The series stars Angelique Boyer as Ana Lucía, Ana Laura and Ana Leticia, Sebastián Rulli as Santiago and Marcelo, David Zepeda as Ramiro, Susana Dosamantes as Ernestina, Blanca Guerra as Soledad, Pedro Moreno as Iñaki, and Eric del Castillo as Evaristo.

== Plot ==
Ana Lucía, Ana Leticia, and Ana Laura Alvarez Del Castillo are identical triplets with very different personalities. The story starts twenty years ago when Ana Leticia unintentionally caused the death of their parents in a car accident when she grabbed the steering wheel from her father due to a tantrum fit. It was believed that Ana Lucía had drowned in the river in which the family car fell and only Ana Leticia and Ana Laura survived. Local woman, Soledad Hernández, who was suffering from the loss of her young daughter, finds Ana Lucía in the river and raises her as her own.

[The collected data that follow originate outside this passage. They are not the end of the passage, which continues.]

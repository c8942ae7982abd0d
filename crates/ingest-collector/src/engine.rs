//! 수집 엔진 진입점.
//!
//! `IngestEngine`은 저장소, 조회 클라이언트, 설정을 주입받아 다음 세 가지 호출을 제공합니다:
//!
//! - `run_once`: 계획 → 디스패치 → 저장을 한 번 실행
//! - `run_continuous`: `run_once`를 주기적으로 반복하는 취소 가능한 핸들
//! - `rebuild`: 확인 후 데이터셋을 비우고 처음부터 다시 수집
//! - `sync_universe`: 원격 종목 목록을 종목 테이블에 반영
//!
//! 결과는 구조화된 `RunSummary`로 반환되며 출력 형식은 호출자가 정합니다.

use chrono::{NaiveDate, Utc};
use chrono_tz::Tz;
use ingest_core::{DatasetKind, InstrumentId, Universe, WorkItem};
use ingest_data::{FetchClient, IngestStore};
use std::collections::HashMap;
use std::sync::Arc;
use std::time::{Duration, Instant};
use tracing::{info, instrument, warn};

use crate::config::IngestConfig;
use crate::error::CollectorError;
use crate::modules::{
    plan, reset_dataset, spawn_runner, sync_universes, BatchPersister, CircuitBreaker, Dispatcher,
    PlanRequest, RateLimiter, RetryPolicy, RetryingFetcher, RunnerHandle,
};
use crate::stats::{RunSummary, UniverseSyncReport};
use crate::Result;

struct EngineInner {
    store: Arc<dyn IngestStore>,
    client: Arc<dyn FetchClient>,
    config: IngestConfig,
    timezone: Tz,
    /// 실행이 바뀌어도 유지되는 공유 토큰 버킷
    limiter: Arc<RateLimiter>,
}

/// 증분 수집 엔진.
#[derive(Clone)]
pub struct IngestEngine {
    inner: Arc<EngineInner>,
}

impl IngestEngine {
    /// 엔진을 생성합니다. 설정이 유효하지 않으면 실패합니다.
    pub fn new(
        store: Arc<dyn IngestStore>,
        client: Arc<dyn FetchClient>,
        config: IngestConfig,
    ) -> Result<Self> {
        config.validate()?;
        let timezone = config.timezone()?;
        let limiter = Arc::new(RateLimiter::new(
            config.rate_limit_per_second,
            config.rate_limit_burst,
        ));

        Ok(Self {
            inner: Arc::new(EngineInner {
                store,
                client,
                config,
                timezone,
                limiter,
            }),
        })
    }

    /// 엔진 설정.
    pub fn config(&self) -> &IngestConfig {
        &self.inner.config
    }

    /// 시장 시간대 기준 오늘 날짜.
    pub fn today(&self) -> NaiveDate {
        Utc::now().with_timezone(&self.inner.timezone).date_naive()
    }

    /// 수집을 한 번 실행합니다.
    ///
    /// `datasets`가 비어 있으면 설정의 데이터셋을 사용하고, `target_date`가 없으면
    /// 오늘까지 수집합니다. 오늘 이후의 목표일은 오늘로 제한됩니다.
    /// `refresh_universe`가 켜져 있으면 계획 전에 데이터셋들의 유니버스를 동기화합니다.
    ///
    /// # Errors
    ///
    /// 저장소 전체를 사용할 수 없을 때만 `FatalStoreUnavailable`을 반환합니다.
    /// 작업 단위 실패는 `RunSummary`에 기록됩니다.
    #[instrument(skip(self))]
    pub async fn run_once(
        &self,
        datasets: &[DatasetKind],
        target_date: Option<NaiveDate>,
    ) -> Result<RunSummary> {
        let start = Instant::now();
        let inner = &self.inner;

        inner
            .store
            .health_check()
            .await
            .map_err(|e| CollectorError::FatalStoreUnavailable(e.to_string()))?;

        let datasets = if datasets.is_empty() {
            inner.config.datasets.as_slice()
        } else {
            datasets
        };
        let today = self.today();
        let target = match target_date {
            Some(date) if date > today => {
                warn!(target = %date, today = %today, "목표일이 오늘 이후여서 오늘로 제한");
                today
            }
            Some(date) => date,
            None => today,
        };

        let universes = if inner.config.refresh_universe {
            let mut universes: Vec<Universe> = datasets.iter().map(|d| d.universe()).collect();
            universes.sort();
            universes.dedup();
            sync_universes(inner.store.as_ref(), &self.fetcher(), &universes).await?
        } else {
            Vec::new()
        };

        let items = self.plan_items(datasets, target).await?;
        info!(
            datasets = ?datasets,
            target = %target,
            items = items.len(),
            "수집 계획 완료"
        );

        let dispatcher = self.dispatcher(today);
        let mut summary = dispatcher.run(items).await;
        summary.universes = universes;
        summary.elapsed = start.elapsed();

        if summary.is_total_store_failure() {
            return Err(CollectorError::FatalStoreUnavailable(format!(
                "all {} failed work items hit an unavailable store",
                summary.items_failed
            )));
        }
        Ok(summary)
    }

    /// `run_once`를 `interval` 주기로 반복하는 실행기를 시작합니다.
    pub fn run_continuous(&self, datasets: Vec<DatasetKind>, interval: Duration) -> RunnerHandle {
        info!(
            datasets = ?datasets,
            interval_secs = interval.as_secs(),
            "연속 수집 시작"
        );
        let engine = self.clone();
        spawn_runner(interval, move || {
            let engine = engine.clone();
            let datasets = datasets.clone();
            async move { engine.run_once(&datasets, None).await }
        })
    }

    /// 데이터셋을 비운 뒤 빈 커서 상태에서 전체를 다시 수집합니다.
    ///
    /// `confirmed`가 `false`이면 아무것도 하지 않고 `ConfirmationRequired`를 반환합니다.
    #[instrument(skip(self))]
    pub async fn rebuild(&self, dataset: DatasetKind, confirmed: bool) -> Result<RunSummary> {
        reset_dataset(self.inner.store.as_ref(), dataset, confirmed).await?;
        self.run_once(&[dataset], None).await
    }

    /// 원격 종목 목록을 저장소에 반영합니다. `universes`가 비어 있으면 전체 유니버스.
    ///
    /// # Errors
    ///
    /// 저장소 에러만 반환합니다. 목록 조회 실패는 유니버스별 보고서에 기록됩니다.
    #[instrument(skip(self))]
    pub async fn sync_universe(&self, universes: &[Universe]) -> Result<Vec<UniverseSyncReport>> {
        let inner = &self.inner;
        inner
            .store
            .health_check()
            .await
            .map_err(|e| CollectorError::FatalStoreUnavailable(e.to_string()))?;

        let all = Universe::ALL;
        let universes = if universes.is_empty() {
            &all[..]
        } else {
            universes
        };
        sync_universes(inner.store.as_ref(), &self.fetcher(), universes).await
    }

    /// 데이터셋의 커서 목록.
    pub async fn list_cursors(
        &self,
        dataset: DatasetKind,
    ) -> Result<HashMap<InstrumentId, NaiveDate>> {
        Ok(self.inner.store.list_cursors(dataset).await?)
    }

    async fn plan_items(&self, datasets: &[DatasetKind], target: NaiveDate) -> Result<Vec<WorkItem>> {
        let inner = &self.inner;
        let mut items = Vec::new();

        for &dataset in datasets {
            let instruments = inner.store.list_instruments(dataset).await?;
            let cursors = inner.store.list_cursors(dataset).await?;

            let before = items.len();
            items.extend(plan(PlanRequest {
                instruments: &instruments,
                cursors: &cursors,
                dataset,
                target,
                max_chunk_days: inner.config.max_chunk_days,
                default_listing_date: inner.config.default_listing_date,
            }));
            info!(
                dataset = %dataset,
                instruments = instruments.len(),
                items = items.len() - before,
                "데이터셋 계획 완료"
            );
        }
        Ok(items)
    }

    /// 실행마다 새 서킷 브레이커를 가진 조회 래퍼.
    fn fetcher(&self) -> RetryingFetcher {
        let inner = &self.inner;
        let config = &inner.config;

        let breaker = Arc::new(CircuitBreaker::new(config.circuit_breaker_threshold));
        RetryingFetcher::new(
            Arc::clone(&inner.client),
            Arc::clone(&inner.limiter),
            breaker,
            RetryPolicy::from_config(config),
            config.request_timeout(),
        )
    }

    fn dispatcher(&self, today: NaiveDate) -> Dispatcher {
        let inner = &self.inner;
        let config = &inner.config;

        let fetcher = Arc::new(self.fetcher());
        let persister = Arc::new(BatchPersister::new(
            Arc::clone(&inner.store),
            config.persist_batch_size,
        ));

        Dispatcher::new(fetcher, persister, config.concurrency, today)
    }
}
//! 데이터셋별 레코드 형태.
//!
//! 각 데이터셋은 고정된 필드 집합을 가진 별도의 variant로 표현되며,
//! 모든 레코드는 `(instrument_id, date)` 키로 유일하게 식별됩니다.

use chrono::NaiveDate;
use rust_decimal::Decimal;
use serde::{Deserialize, Serialize};

use super::DatasetKind;

/// 일별 가격 데이터.
#[derive(Debug, Clone, PartialEq, Eq, Serialize, Deserialize)]
pub struct PriceBar {
    /// 거래일
    pub date: NaiveDate,
    pub open: i64,
    pub high: i64,
    pub low: i64,
    /// 마지막 체결가
    pub close: i64,
    /// 최종가 (가중 평균 종가)
    pub final_price: i64,
    pub volume: i64,
    /// 거래대금
    pub value: i64,
    /// 체결 건수
    pub trade_count: i32,
    #[serde(default)]
    pub adjusted_open: Option<i64>,
    #[serde(default)]
    pub adjusted_high: Option<i64>,
    #[serde(default)]
    pub adjusted_low: Option<i64>,
    #[serde(default)]
    pub adjusted_close: Option<i64>,
    #[serde(default)]
    pub adjusted_final: Option<i64>,
    /// 수정 거래량 (없으면 `adjusted_final * volume / final_price`로 계산)
    #[serde(default)]
    pub adjusted_volume: Option<i64>,
}

impl PriceBar {
    /// 수정 거래량을 반환합니다.
    pub fn adjusted_volume(&self) -> Option<i64> {
        if self.adjusted_volume.is_some() {
            return self.adjusted_volume;
        }
        let adjusted_final = self.adjusted_final?;
        if self.final_price == 0 {
            return None;
        }
        let volume = i128::from(adjusted_final) * i128::from(self.volume)
            / i128::from(self.final_price);
        i64::try_from(volume).ok()
    }
}

/// 투자자 유형별(개인/기관) 일별 매매동향.
#[derive(Debug, Clone, PartialEq, Eq, Serialize, Deserialize)]
pub struct InvestorFlow {
    /// 거래일
    pub date: NaiveDate,
    pub individual_buy_count: i32,
    pub institutional_buy_count: i32,
    pub individual_sell_count: i32,
    pub institutional_sell_count: i32,
    pub individual_buy_volume: i64,
    pub institutional_buy_volume: i64,
    pub individual_sell_volume: i64,
    pub institutional_sell_volume: i64,
    pub individual_buy_value: i64,
    pub institutional_buy_value: i64,
    pub individual_sell_value: i64,
    pub institutional_sell_value: i64,
}

/// 일별 지수 (시장 지수, 업종 지수 공용).
#[derive(Debug, Clone, PartialEq, Eq, Serialize, Deserialize)]
pub struct IndexLevel {
    /// 거래일
    pub date: NaiveDate,
    pub open: Decimal,
    pub high: Decimal,
    pub low: Decimal,
    pub close: Decimal,
    #[serde(default)]
    pub adjusted_close: Option<Decimal>,
    #[serde(default)]
    pub volume: Option<i64>,
}

/// 데이터셋 종류로 구분되는 수집 레코드.
#[derive(Debug, Clone, PartialEq, Eq, Serialize, Deserialize)]
#[serde(tag = "dataset", content = "record", rename_all = "snake_case")]
pub enum Record {
    Price(PriceBar),
    InvestorFlow(InvestorFlow),
    IndexLevel(IndexLevel),
    SectorIndexLevel(IndexLevel),
}

impl Record {
    /// 레코드의 거래일.
    pub fn date(&self) -> NaiveDate {
        match self {
            Record::Price(r) => r.date,
            Record::InvestorFlow(r) => r.date,
            Record::IndexLevel(r) | Record::SectorIndexLevel(r) => r.date,
        }
    }

    /// 레코드가 속한 데이터셋.
    pub fn kind(&self) -> DatasetKind {
        match self {
            Record::Price(_) => DatasetKind::Prices,
            Record::InvestorFlow(_) => DatasetKind::InvestorFlows,
            Record::IndexLevel(_) => DatasetKind::IndexLevels,
            Record::SectorIndexLevel(_) => DatasetKind::SectorIndexLevels,
        }
    }
}
//! 원격 데이터 소스 추상화.
//!
//! 엔진은 전송 방식에 관여하지 않습니다. 아래 계약과 에러 분류
//! (`FetchError::Transient` / `FetchError::Permanent`)를 지키는 구현이면 무엇이든 됩니다.

pub mod http;

use async_trait::async_trait;
use ingest_core::{
    DatasetKind, DateRange, FetchError, FetchResult, Instrument, Record, Universe, UniverseEntry,
};

pub use http::{HttpFetchClient, SourceConfig};

/// 종목·기간 단위 조회 trait.
///
/// # 구현 예시
///
/// ```ignore
/// struct ScraperClient { /* ... */ }
///
/// #[async_trait]
/// impl FetchClient for ScraperClient {
///     async fn fetch(&self, instrument: &Instrument, dataset: DatasetKind, range: DateRange)
///         -> FetchResult<Vec<Record>> {
///         // 원격 응답을 가져와 레코드로 변환
///     }
/// }
/// ```
#[async_trait]
pub trait FetchClient: Send + Sync {
    /// `range` 기간의 레코드를 조회합니다.
    ///
    /// 반환되는 레코드의 variant는 `dataset`과 일치해야 합니다.
    /// 데이터가 없는 기간(휴장일)은 빈 벡터로 반환합니다.
    ///
    /// # Errors
    ///
    /// - `FetchError::Transient`: 타임아웃, 5xx, 요청 제한 등 재시도 가능한 실패
    /// - `FetchError::Permanent`: 잘못된 식별자, 잘못된 요청 등 재시도 불가능한 실패
    async fn fetch(
        &self,
        instrument: &Instrument,
        dataset: DatasetKind,
        range: DateRange,
    ) -> FetchResult<Vec<Record>>;

    /// 유니버스의 현재 종목 목록을 조회합니다.
    ///
    /// 목록 조회를 지원하지 않는 소스는 기본 구현대로 `Permanent`를 반환하며,
    /// 엔진은 해당 유니버스 갱신을 건너뜁니다.
    async fn list_universe(&self, universe: Universe) -> FetchResult<Vec<UniverseEntry>> {
        Err(FetchError::Permanent(format!(
            "universe listing not supported: {}",
            universe
        )))
    }
}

Ana Lucia grows up knowing nothing about her true origins. She was raised as a headstrong but compassionate woman who loves her friends and family, especially her mother.

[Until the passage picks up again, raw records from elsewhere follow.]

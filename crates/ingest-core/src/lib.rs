//! # Ingest Core
//!
//! 시장 데이터 증분 수집 엔진의 핵심 도메인 모델 및 타입을 제공합니다.
//!
//! 이 크레이트는 수집 시스템 전반에서 사용되는 기본 타입을 제공합니다:
//! - 종목(Instrument) 및 데이터셋 종류 정의
//! - 데이터셋별 레코드 형태 (가격, 투자자별 매매동향, 지수)
//! - 작업 단위(WorkItem)와 날짜 범위
//! - 수집 에러 분류 (일시적/영구적)
//! - 로깅 인프라

pub mod domain;
pub mod error;
pub mod logging;

pub use domain::*;
pub use error::*;
pub use logging::*;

Meanwhile, Ana Laura is a sweet but quiet and lonely girl who wants to find her missing sister, refusing to believe she is dead. She lost a leg in the car accident which gave her an inferiority complex. She falls in love with Ramiro, who also loves her, but she doesn't feel worthy of his love and thinks he just feels sorry for her due to her disability. Growing up with Ana Laura in the mansion is Ana Leticia. It seems Ana Leticia was the only one that was unharmed in the accident but actually she is paranoid all her life due to her secret (her involvement in the accident years ago). Unlike Ana Laura, Ana Leticia is a narcissist. She is glamorous, selfish, and manipulative, always needing to be the center of attention, especially with her grandmother, Ernestina (who also believes Ana Lucía is alive), and her adopted uncle, Mariano (with whom Ana Leticia is secretly in love with), the twins' guardians.

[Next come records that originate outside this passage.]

//! 메모리 기반 저장소.
//!
//! 테스트와 dry-run에서 사용합니다. 데이터셋별로 `BTreeMap<날짜, 레코드>`를
//! 유지하므로 같은 키의 재기록은 항상 덮어쓰기가 됩니다.

use async_trait::async_trait;
use chrono::NaiveDate;
use ingest_core::{DatasetKind, Instrument, InstrumentId, Record, Universe, UniverseEntry};
use std::collections::{BTreeMap, HashMap, HashSet};
use std::sync::{Mutex, MutexGuard};
use tracing::{debug, warn};

use super::{DeleteStats, IngestStore, UniverseSyncStats};
use crate::{Result, StoreError};

#[derive(Debug, Default)]
struct Inner {
    available: bool,
    instruments: HashMap<Universe, Vec<Instrument>>,
    records: HashMap<(DatasetKind, InstrumentId), BTreeMap<NaiveDate, Record>>,
    cursors: HashMap<(DatasetKind, InstrumentId), NaiveDate>,
    failing_upserts: HashSet<(DatasetKind, InstrumentId)>,
    upsert_log: Vec<UpsertEntry>,
}

/// upsert 호출 기록 (순서 검증용).
#[derive(Debug, Clone, PartialEq, Eq)]
pub struct UpsertEntry {
    pub dataset: DatasetKind,
    pub instrument_id: InstrumentId,
    pub first_date: Option<NaiveDate>,
    pub last_date: Option<NaiveDate>,
    pub rows: usize,
}

/// 메모리 저장소.
#[derive(Debug)]
pub struct MemoryStore {
    inner: Mutex<Inner>,
}

impl Default for MemoryStore {
    fn default() -> Self {
        Self::new()
    }
}

impl MemoryStore {
    /// 빈 저장소를 생성합니다.
    pub fn new() -> Self {
        Self {
            inner: Mutex::new(Inner {
                available: true,
                ..Default::default()
            }),
        }
    }

    fn lock(&self) -> MutexGuard<'_, Inner> {
        self.inner.lock().unwrap_or_else(|poisoned| {
            warn!("메모리 저장소 뮤텍스 poison 상태, 복구합니다");
            poisoned.into_inner()
        })
    }

    fn ensure_available(inner: &Inner) -> Result<()> {
        if inner.available {
            Ok(())
        } else {
            Err(StoreError::Unavailable("memory store is offline".to_string()))
        }
    }

    /// 유니버스에 종목을 등록합니다. 같은 ID가 있으면 교체합니다.
    pub fn add_instrument(&self, universe: Universe, instrument: Instrument) {
        let mut inner = self.lock();
        let list = inner.instruments.entry(universe).or_default();
        list.retain(|i| i.id != instrument.id);
        list.push(instrument);
        list.sort_by_key(|i| i.id);
    }

    /// 유니버스의 종목 목록 (ID순).
    pub fn instruments(&self, universe: Universe) -> Vec<Instrument> {
        self.lock()
            .instruments
            .get(&universe)
            .cloned()
            .unwrap_or_default()
    }

    /// 저장소 가용 여부를 설정합니다. `false`이면 모든 연산이 `Unavailable`을 반환합니다.
    pub fn set_available(&self, available: bool) {
        self.lock().available = available;
    }

    /// 특정 종목·데이터셋의 upsert를 실패하게 만듭니다.
    pub fn fail_upserts_for(&self, dataset: DatasetKind, instrument_id: InstrumentId) {
        self.lock().failing_upserts.insert((dataset, instrument_id));
    }

    /// upsert 실패 설정을 해제합니다.
    pub fn clear_upsert_failures(&self) {
        self.lock().failing_upserts.clear();
    }

    /// 저장된 레코드를 날짜순으로 반환합니다.
    pub fn records(&self, dataset: DatasetKind, instrument_id: InstrumentId) -> Vec<Record> {
        self.lock()
            .records
            .get(&(dataset, instrument_id))
            .map(|m| m.values().cloned().collect())
            .unwrap_or_default()
    }

    /// 데이터셋의 전체 레코드 수.
    pub fn record_count(&self, dataset: DatasetKind) -> usize {
        self.lock()
            .records
            .iter()
            .filter(|((kind, _), _)| *kind == dataset)
            .map(|(_, m)| m.len())
            .sum()
    }

    /// 데이터셋의 커서 수.
    pub fn cursor_count(&self, dataset: DatasetKind) -> usize {
        self.lock()
            .cursors
            .keys()
            .filter(|(kind, _)| *kind == dataset)
            .count()
    }

    /// 지금까지의 upsert 호출 기록.
    pub fn upsert_log(&self) -> Vec<UpsertEntry> {
        self.lock().upsert_log.clone()
    }
}

#[async_trait]
impl IngestStore for MemoryStore {
    async fn health_check(&self) -> Result<()> {
        Self::ensure_available(&self.lock())
    }

    async fn list_instruments(&self, dataset: DatasetKind) -> Result<Vec<Instrument>> {
        let inner = self.lock();
        Self::ensure_available(&inner)?;
        Ok(inner
            .instruments
            .get(&dataset.universe())
            .cloned()
            .unwrap_or_default())
    }

    async fn sync_universe(
        &self,
        universe: Universe,
        entries: &[UniverseEntry],
    ) -> Result<UniverseSyncStats> {
        let mut inner = self.lock();
        Self::ensure_available(&inner)?;

        let list = inner.instruments.entry(universe).or_default();
        let mut next_id = list.iter().map(|i| i.id).max().unwrap_or(0) + 1;
        let listed: HashSet<&str> = entries.iter().map(|e| e.web_id.as_str()).collect();
        let mut stats = UniverseSyncStats::default();

        for entry in entries {
            match list.iter_mut().find(|i| i.web_id == entry.web_id) {
                Some(existing) => {
                    existing.ticker = entry.ticker.clone();
                    existing.is_active = true;
                    existing.sector_id = entry.sector_id.or(existing.sector_id);
                    existing.listing_date = entry.listing_date.or(existing.listing_date);
                    stats.updated += 1;
                }
                None => {
                    list.push(Instrument {
                        id: next_id,
                        ticker: entry.ticker.clone(),
                        web_id: entry.web_id.clone(),
                        is_active: true,
                        sector_id: entry.sector_id,
                        listing_date: entry.listing_date,
                    });
                    next_id += 1;
                    stats.inserted += 1;
                }
            }
        }

        for instrument in list.iter_mut() {
            if instrument.is_active && !listed.contains(instrument.web_id.as_str()) {
                instrument.is_active = false;
                stats.deactivated += 1;
            }
        }

        debug!(universe = %universe, ?stats, "메모리 유니버스 동기화");
        Ok(stats)
    }

    async fn upsert_batch(
        &self,
        dataset: DatasetKind,
        instrument_id: InstrumentId,
        records: &[Record],
    ) -> Result<usize> {
        let mut inner = self.lock();
        Self::ensure_available(&inner)?;

        if inner.failing_upserts.contains(&(dataset, instrument_id)) {
            return Err(StoreError::Transaction(format!(
                "injected upsert failure for {} #{}",
                dataset, instrument_id
            )));
        }
        if let Some(bad) = records.iter().find(|r| r.kind() != dataset) {
            return Err(StoreError::InvalidData(format!(
                "{} record in {} batch",
                bad.kind(),
                dataset
            )));
        }

        let table = inner.records.entry((dataset, instrument_id)).or_default();
        for record in records {
            table.insert(record.date(), record.clone());
        }

        inner.upsert_log.push(UpsertEntry {
            dataset,
            instrument_id,
            first_date: records.first().map(Record::date),
            last_date: records.last().map(Record::date),
            rows: records.len(),
        });
        debug!(dataset = %dataset, instrument_id, rows = records.len(), "메모리 upsert");
        Ok(records.len())
    }

    async fn get_cursor(
        &self,
        instrument_id: InstrumentId,
        dataset: DatasetKind,
    ) -> Result<Option<NaiveDate>> {
        let inner = self.lock();
        Self::ensure_available(&inner)?;
        Ok(inner.cursors.get(&(dataset, instrument_id)).copied())
    }

    async fn list_cursors(&self, dataset: DatasetKind) -> Result<HashMap<InstrumentId, NaiveDate>> {
        let inner = self.lock();
        Self::ensure_available(&inner)?;
        Ok(inner
            .cursors
            .iter()
            .filter(|((kind, _), _)| *kind == dataset)
            .map(|((_, id), date)| (*id, *date))
            .collect())
    }

    async fn set_cursor(
        &self,
        instrument_id: InstrumentId,
        dataset: DatasetKind,
        date: NaiveDate,
    ) -> Result<()> {
        let mut inner = self.lock();
        Self::ensure_available(&inner)?;
        let cursor = inner.cursors.entry((dataset, instrument_id)).or_insert(date);
        if date > *cursor {
            *cursor = date;
        }
        Ok(())
    }

    async fn delete_dataset(&self, dataset: DatasetKind) -> Result<DeleteStats> {
        let mut inner = self.lock();
        Self::ensure_available(&inner)?;

        let mut stats = DeleteStats::default();
        inner.records.retain(|(kind, _), rows| {
            if *kind == dataset {
                stats.records += rows.len() as u64;
                false
            } else {
                true
            }
        });
        inner.cursors.retain(|(kind, _), _| {
            if *kind == dataset {
                stats.cursors += 1;
                false
            } else {
                true
            }
        });
        Ok(stats)
    }
}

Ana Leticia is allied with Iñaki who becomes her accomplice to her evil plots and deceits. In San Nicolas, Ana Lucía meets Santiago Garcia; his real name is actually Marcelo Salvaterra, but he had an accident caused by his nemesis, Evaristo Guerra on orders of Ana Leticia, his wife three years prior, and as a result, has no memory of his true identity or past and is presumed dead. Given a home by Remedios, Santiago leads an ordinary life as a taxi driver and has dreams of Ana Leticia, but her face is blurred. Soledad doesn't want Ana Lucía close to Santiago, due to Marcelo having threatened her before the accident, and they separate. Lucía and Soledad come to Mexico City, where they meet Remedios and unexpectedly cross paths with Santiago. Ramiro, Marcelo's best friend, finds him and Ana Lucía. Remedios discovers Soledad's secret but remains quiet. Blood ties will eventually join the sisters, interweaving their lives in an unexpected way, bringing back together what was once separated.

== Cast ==

=== Main ===

- Angelique Boyer as Ana Lucía / Ana Laura / Ana Leticia Alvarez del Castillo
- Sebastián Rulli as Santiago García / Marcelo Salvaterra
- David Zepeda as Ramiro Fuentes
- Susana Dosamantes as Ernestina Rivadeneira
- Blanca Guerra as Soledad Hernández
- Pedro Moreno as Iñaki Nájera
- Eric del Castillo as Evaristo Guerra

=== Recurring ===

- Ana Bertha Espín as Remedios García
- Luz María Jerez as Julieta
- Leticia Perdigón as Doña Chana
- Nuria Bages as Leonor
- Mónika Sánchez as Viridiana
- Otto Sirgo as Rodrigo Casasola
- Carlos de la Mota as Valentín
- Antonio Medellín as Isidro
- Roberto Ballesteros as Tadeo
- Sachi Tamashiro as Maribel
- Alfredo Gatica as Orlando
- Juliana Teresa as Isabella Cabañas
- Alan Slim as Javier
- Arsenio Campos as Sandro
- Rolando Brito as Edmundo Fuentes
- Fabían Pizzorno as Facundo
- Raúl Magaña as Ignacio
- Ricardo Barona as Alfredo
- Jackie Sauza as Lourdes Rivadeneira de Álvarez del Castillo
- Nataly Umaña as Gina
- Vanessa Angers as Valeria
- Maru Dueñas as Cecilia
- Adriana Ahumada as Susy
- Archie Lanfranco as Samuel
- Ricardo Kleinbaum as Aníbal
- José Montini as El Curvas
- Ramiro Fumazoni as Mariano

=== Guest ===
- Olivia Bucio as Nerina
- Laisha Wilkins as Jennifer
- Nicolás Mena as Cristian
- Alfonso Iturralde as Bernardo
- Eddy Vilard as Daniel
- Lucero Lander as Miranda
- Essined Aponte as Adriana

== Production ==
Production on the telenovela began on January 4, 2016 in Mexico City. Alex Sirvent was confirmed to perform the theme songs of the telenovela.
During the casting process and pre-production, the telenovela's working title was "Como tres gotas de agua".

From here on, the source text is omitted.